__What to work on__
Copy out all the lines of the data that hold the word "them".

[Stored items]

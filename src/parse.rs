//! Numeric parsing for listing card text.
//!
//! Card labels are Brazilian-formatted free text ("R$ 45.900,00",
//! "2020/2021 • 35.000 km"). These helpers turn them into typed values and
//! return `None` when a label has nothing usable. Only a structurally broken
//! year/mileage label is an error.

use std::str::FromStr;
use std::sync::LazyLock;

use regex::Regex;
use rust_decimal::Decimal;

use crate::{Result, ScoutError};

static NON_PRICE_CHARS: LazyLock<Regex> =
    LazyLock::new(|| Regex::new(r"[^0-9,-]+").expect("valid regex"));
static YEAR_TOKEN: LazyLock<Regex> =
    LazyLock::new(|| Regex::new(r"^\d{4}$").expect("valid regex"));

/// Parses a price label.
///
/// Every character that is not a digit, comma or minus sign is stripped, the
/// first comma becomes the decimal point, and the longest leading decimal
/// number is parsed. `"R$ 45.900,00"` yields `45900.00`.
pub fn parse_price(text: &str) -> Option<Decimal> {
    let stripped = NON_PRICE_CHARS.replace_all(text, "");
    let normalized = stripped.replacen(',', ".", 1);
    leading_decimal(&normalized)
}

/// Parses the longest leading `-?digits[.digits]` prefix of `text`.
fn leading_decimal(text: &str) -> Option<Decimal> {
    let bytes = text.as_bytes();
    let mut end = 0;
    if bytes.first() == Some(&b'-') {
        end = 1;
    }
    let int_start = end;
    while end < bytes.len() && bytes[end].is_ascii_digit() {
        end += 1;
    }
    let int_digits = end - int_start;

    let mut frac_digits = 0;
    if end < bytes.len() && bytes[end] == b'.' {
        let frac_start = end + 1;
        let mut frac_end = frac_start;
        while frac_end < bytes.len() && bytes[frac_end].is_ascii_digit() {
            frac_end += 1;
        }
        frac_digits = frac_end - frac_start;
        if frac_digits > 0 {
            end = frac_end;
        }
    }

    if int_digits == 0 && frac_digits == 0 {
        return None;
    }

    let number = &text[..end];
    // ".50" and "-.50" need a leading zero before handing off to Decimal.
    let number = if int_digits == 0 {
        number.replacen('.', "0.", 1)
    } else {
        number.to_string()
    };
    Decimal::from_str(&number).ok()
}

/// Parses the leading integer of a label, skipping leading whitespace.
/// `"2020 "` yields `2020`; `"abc"` yields `None`.
pub fn leading_int(text: &str) -> Option<i64> {
    let text = text.trim_start();
    let (sign, rest) = match text.as_bytes().first() {
        Some(b'-') => (-1, &text[1..]),
        Some(b'+') => (1, &text[1..]),
        _ => (1, text),
    };
    let digits: String = rest.chars().take_while(|c| c.is_ascii_digit()).collect();
    if digits.is_empty() {
        return None;
    }
    digits.parse::<i64>().ok().map(|n| sign * n)
}

/// Keeps only the ASCII digits of a label and parses them.
/// `"35.000 km"` yields `35000`.
pub fn digits_only(text: &str) -> Option<u32> {
    let digits: String = text.chars().filter(char::is_ascii_digit).collect();
    if digits.is_empty() {
        return None;
    }
    digits.parse().ok()
}

/// Returns the year if the whole (trimmed) label is a 4-digit token.
pub fn year_token(text: &str) -> Option<i32> {
    let text = text.trim();
    if YEAR_TOKEN.is_match(text) {
        text.parse().ok()
    } else {
        None
    }
}

/// Returns true if the label mentions kilometres.
pub fn mentions_km(text: &str) -> bool {
    text.to_lowercase().contains("km")
}

/// Splits a "year/year • mileage" compound label into model year and mileage.
///
/// The year is the leading integer before the first `/`. Mileage is only read
/// when the label mentions "km", from the segment after the first `•`. A label
/// that mentions "km" without a `•` segment is malformed and yields
/// [`ScoutError::CardExtraction`].
pub fn year_and_mileage(label: &str) -> Result<(Option<i32>, Option<u32>)> {
    let year = label
        .split('/')
        .next()
        .and_then(leading_int)
        .and_then(|y| i32::try_from(y).ok());

    let mileage = if mentions_km(label) {
        let segment = label.split('•').nth(1).ok_or_else(|| {
            ScoutError::CardExtraction(format!(
                "mileage label without '•' separator: '{}'",
                label
            ))
        })?;
        digits_only(segment)
    } else {
        None
    };

    Ok((year, mileage))
}

#[cfg(test)]
mod tests {
    use super::*;

    #[test]
    fn test_parse_price_brazilian_format() {
        assert_eq!(parse_price("R$ 45.900,00"), Some(Decimal::new(4590000, 2)));
    }

    #[test]
    fn test_parse_price_without_cents() {
        assert_eq!(parse_price("R$ 32.500"), Some(Decimal::from(32500)));
    }

    #[test]
    fn test_parse_price_no_digits() {
        assert_eq!(parse_price("Consulte"), None);
        assert_eq!(parse_price(""), None);
        assert_eq!(parse_price("R$ -"), None);
    }

    #[test]
    fn test_parse_price_only_first_comma_is_decimal() {
        // "1,2,3" -> "1.2,3" -> parses the leading "1.2"
        assert_eq!(parse_price("1,2,3"), Some(Decimal::new(12, 1)));
    }

    #[test]
    fn test_parse_price_leading_comma() {
        assert_eq!(parse_price("R$ ,50"), Some(Decimal::new(5, 1)));
    }

    #[test]
    fn test_parse_price_stops_at_inner_minus() {
        assert_eq!(parse_price("10-20"), Some(Decimal::from(10)));
    }

    #[test]
    fn test_parse_price_negative() {
        assert_eq!(parse_price("-150,5"), Some(Decimal::new(-1505, 1)));
    }

    #[test]
    fn test_leading_int() {
        assert_eq!(leading_int("2020"), Some(2020));
        assert_eq!(leading_int("  2019 "), Some(2019));
        assert_eq!(leading_int("2018abc"), Some(2018));
        assert_eq!(leading_int("-5"), Some(-5));
        assert_eq!(leading_int("abc"), None);
        assert_eq!(leading_int(""), None);
    }

    #[test]
    fn test_digits_only() {
        assert_eq!(digits_only("35.000 km"), Some(35000));
        assert_eq!(digits_only("0 km"), Some(0));
        assert_eq!(digits_only("km"), None);
    }

    #[test]
    fn test_digits_only_overflow_is_none() {
        assert_eq!(digits_only("99999999999999999999 km"), None);
    }

    #[test]
    fn test_year_token() {
        assert_eq!(year_token("2016"), Some(2016));
        assert_eq!(year_token(" 2016 "), Some(2016));
        assert_eq!(year_token("2016/2017"), None);
        assert_eq!(year_token("120.000 km"), None);
        assert_eq!(year_token("Flex"), None);
    }

    #[test]
    fn test_mentions_km_case_insensitive() {
        assert!(mentions_km("35.000 km"));
        assert!(mentions_km("35.000 KM"));
        assert!(!mentions_km("Automático"));
    }

    #[test]
    fn test_year_and_mileage_compound_label() {
        assert_eq!(
            year_and_mileage("2020/2021 • 35.000 km").unwrap(),
            (Some(2020), Some(35000))
        );
    }

    #[test]
    fn test_year_and_mileage_without_km() {
        assert_eq!(year_and_mileage("2015/2015").unwrap(), (Some(2015), None));
    }

    #[test]
    fn test_year_and_mileage_km_without_separator_is_error() {
        let err = year_and_mileage("2015/2016 48.000 km").unwrap_err();
        assert!(matches!(err, ScoutError::CardExtraction(_)));
        assert!(year_and_mileage("Zero km").is_err());
    }

    #[test]
    fn test_year_and_mileage_separator_without_digits() {
        assert_eq!(year_and_mileage("Sem ano • km a consultar").unwrap(), (None, None));
    }
}
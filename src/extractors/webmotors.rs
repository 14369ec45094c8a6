//! WebMotors result page extraction.
//!
//! Each vehicle is a `.CardVehicle`. Year and mileage share one compound
//! label, e.g. "2020/2021 • 35.000 km".

use scraper::{ElementRef, Html, Selector};
use url::Url;

use super::{collect_cards, compile, first_link, first_text, SiteExtractor};
use crate::parse::{parse_price, year_and_mileage};
use crate::{RawListing, Result, Site};

const CARD: &str = ".CardVehicle";

/// Extractor for WebMotors stock search pages.
#[derive(Debug, Clone, Copy, Default)]
pub struct WebMotorsExtractor;

struct CardSelectors {
    title: Selector,
    price: Selector,
    year_km: Selector,
    location: Selector,
    anchor: Selector,
}

impl CardSelectors {
    fn compile() -> Result<Self> {
        Ok(Self {
            title: compile("h2")?,
            price: compile(".CardVehicle__price")?,
            year_km: compile(".CardVehicle__year-km")?,
            location: compile(".CardVehicle__location")?,
            anchor: compile("a")?,
        })
    }
}

impl WebMotorsExtractor {
    fn parse_card(
        &self,
        card: ElementRef<'_>,
        s: &CardSelectors,
        base: &Url,
    ) -> Result<RawListing> {
        let (year, mileage_km) = match first_text(card, &s.year_km) {
            Some(label) => year_and_mileage(&label)?,
            None => (None, None),
        };

        let mut record = RawListing::new(Site::WebMotors);
        record.title = first_text(card, &s.title);
        record.price = first_text(card, &s.price).and_then(|text| parse_price(&text));
        record.year = year;
        record.mileage_km = mileage_km;
        record.location = first_text(card, &s.location);
        record.url = first_link(card, &s.anchor, base)?;
        Ok(record)
    }
}

impl SiteExtractor for WebMotorsExtractor {
    fn site(&self) -> Site {
        Site::WebMotors
    }

    fn card_selector(&self) -> &'static str {
        CARD
    }

    fn extract_cards(&self, html: &str, base: &Url) -> Result<Vec<RawListing>> {
        let selectors = CardSelectors::compile()?;
        let cards = compile(CARD)?;
        let document = Html::parse_document(html);
        Ok(collect_cards(Site::WebMotors, document.select(&cards), |card| {
            self.parse_card(card, &selectors, base)
        }))
    }
}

__Exercise solution__
//! "2020/2021 • 35.000 km"). These helpers turn them into typed values and
/// Keeps only the ASCII digits of a label and parses them.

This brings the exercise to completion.